Wall Street nailed the forecast.
So far in 2022, once high-flying tech stocks are taking it on the chin, with the Nasdaq down 14.4% year-to-date, and down 16.4% since hitting an all-time high in mid-November, just before the Omicron wave arrived to batter the developed world.
To be sure, very few stock-picking pros are calling this the bottom.
"While there are plenty of reasonably valued and profitable companies in the market, there are many more dangerously overvalued and unprofitable companies whose stocks could fall much further, and some even to zero," David Trainer, CEO of Nashville-based investment research firm, New Constructs, tells Fortune.
Even before Omicron, investors were treating a large basket of growth stocks—names like Zoom, PayPal and the companies you'd find in Cathie Wood's Ark Innovation ETF, all of which soared during the latter half of 2020—as if it were the plague.
Once investors got a whiff that top-line growth for these companies was slowing, they started to cash out. In many cases, the latest rout in tech stocks has been far more damaging to investor portfolios than what we saw during the the stock market collapse of February and March 2020, just after the World Health Organization declared COVID to be a pandemic.
PayPal, Netflix and Meta in freefall
PayPal is one such company that's getting punished by investors. The stock closed on Friday at $103.65, 15% below its 2020 pre-pandemic high. The collapse in PayPal shares has been nothing short of breathtaking. From its March, 2020 low, shares more than tripled over the next 15 months as usage and revenues soared. And then, just as quickly, the shares collapsed, shedding billions in value as growth started flatlining.
The digital payments specialist has now lost two-thirds of its value since its mid-summer 2021 all-time high. The gutting loss has been particularly painful for PayPal bulls.
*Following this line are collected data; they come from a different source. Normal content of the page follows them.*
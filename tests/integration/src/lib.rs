//! Integration tests against a live GeoServer.
//!
//! These tests require a GeoServer at `GEOSERVER_URL` (default
//! `http://localhost:8080/geoserver/rest`) with the stock admin account.
//! They are marked `#[ignore]` so they don't run during normal `cargo test`.
//!
//! Run them with:
//! ```text
//! cargo test -p gscoverage-integration -- --ignored
//! ```
//!
//! Publishing tests additionally need `GEOSERVER_NETCDF_PATH`, a NetCDF file
//! path as seen by the server, and `GEOSERVER_NETCDF_BANDS`, a comma-separated
//! list of its variables.

use std::sync::Once;

use gscoverage_core::{Catalog, GeoServerConfig};

mod test_catalog;
mod test_publish;

static INIT: Once = Once::new();

/// Initialize tracing (once).
fn init_tracing() {
    INIT.call_once(|| {
        tracing_subscriber::fmt()
            .with_env_filter(
                tracing_subscriber::EnvFilter::try_from_default_env()
                    .unwrap_or_else(|_| tracing_subscriber::EnvFilter::new("warn")),
            )
            .with_test_writer()
            .init();
    });
}

/// A catalog for the server configured in the environment.
#[must_use]
pub fn catalog() -> Catalog {
    init_tracing();
    Catalog::from_config(GeoServerConfig::from_env()).expect("build GeoServer client")
}

/// Generate a unique catalog name for a test.
#[must_use]
pub fn test_name(prefix: &str) -> String {
    let id = uuid::Uuid::new_v4().simple().to_string()[..8].to_owned();
    format!("test_{prefix}_{id}")
}

/// Create a workspace with a unique name.
pub async fn create_test_workspace(catalog: &Catalog, prefix: &str) -> String {
    let name = test_name(prefix);
    catalog
        .create_workspace(&name, &format!("http://{name}.example.org"))
        .await
        .expect("create workspace");
    name
}

/// Delete a workspace and everything in it.
pub async fn cleanup_workspace(catalog: &Catalog, name: &str) {
    let url = catalog.url(&["workspaces", name], &[]);
    let _ = catalog.delete(&url, None, true).await;
}
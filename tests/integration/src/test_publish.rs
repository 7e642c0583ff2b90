//! Coverage view publishing integration tests.

#[cfg(test)]
mod tests {
    use gscoverage_core::{CoverageViewPublisher, CoverageViewRequest, GeoServerError};
    use gscoverage_model::StoreDescriptor;

    use crate::{catalog, cleanup_workspace, create_test_workspace, test_name};

    fn netcdf_fixture() -> Option<(String, Vec<String>)> {
        let path = std::env::var("GEOSERVER_NETCDF_PATH").ok()?;
        let bands = std::env::var("GEOSERVER_NETCDF_BANDS")
            .ok()?
            .split(',')
            .map(|b| b.trim().to_owned())
            .filter(|b| !b.is_empty())
            .collect();
        Some((path, bands))
    }

    #[tokio::test]
    #[ignore = "requires running GeoServer and a NetCDF fixture"]
    async fn test_should_publish_coverage_view_and_bind_style() {
        let Some((path, bands)) = netcdf_fixture() else {
            return;
        };
        let catalog = catalog();
        let workspace = create_test_workspace(&catalog, "publish").await;
        let store = test_name("store");
        let layer = test_name("view");

        catalog
            .create_coverage_store(&StoreDescriptor::netcdf(workspace.as_str(), store.as_str(), &path))
            .await
            .expect("create store");

        let request = CoverageViewRequest::builder()
            .workspace(workspace.as_str())
            .store(store.as_str())
            .layer(layer.as_str())
            .bands(bands)
            .style("raster")
            .build();
        CoverageViewPublisher::new(&catalog)
            .publish(&request)
            .await
            .expect("publish");

        let published = catalog.layer(&layer).await.expect("lookup").expect("layer exists");
        assert_eq!(
            published.default_style.map(|s| s.name).as_deref(),
            Some("raster")
        );

        let again = CoverageViewPublisher::new(&catalog).publish(&request).await;
        assert!(matches!(again, Err(GeoServerError::Conflict { kind: "layer", .. })));

        cleanup_workspace(&catalog, &workspace).await;
    }

    #[tokio::test]
    #[ignore = "requires running GeoServer"]
    async fn test_should_refuse_publishing_into_missing_store() {
        let catalog = catalog();
        let workspace = create_test_workspace(&catalog, "nostore").await;

        let request = CoverageViewRequest::builder()
            .workspace(workspace.as_str())
            .store("missing")
            .layer(test_name("view"))
            .bands(vec!["x_wind_10m".to_owned()])
            .build();
        let err = CoverageViewPublisher::new(&catalog)
            .publish(&request)
            .await
            .unwrap_err();
        assert!(matches!(err, GeoServerError::NotFound { .. }));

        cleanup_workspace(&catalog, &workspace).await;
    }
}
The share-price collapse over the past seven months has been twice as dramatic as what investors saw in those dark days of February and March 2020.
As the chart below shows, PayPal is hardly alone.
Netflix, Facebook parent Meta, and Twitter have also seen bigger hits to their share prices in this latest round of sell-offs than what occurred in the early days of COVID. The light-colored red line in the chart measures the share sell-off during the epic February-March 2020 sell-off. Let's call that Round One. The darker red line above measures the Round Two carnage, calculated as the share-price performance of these stocks since their most recent all-time high and Friday's closing price.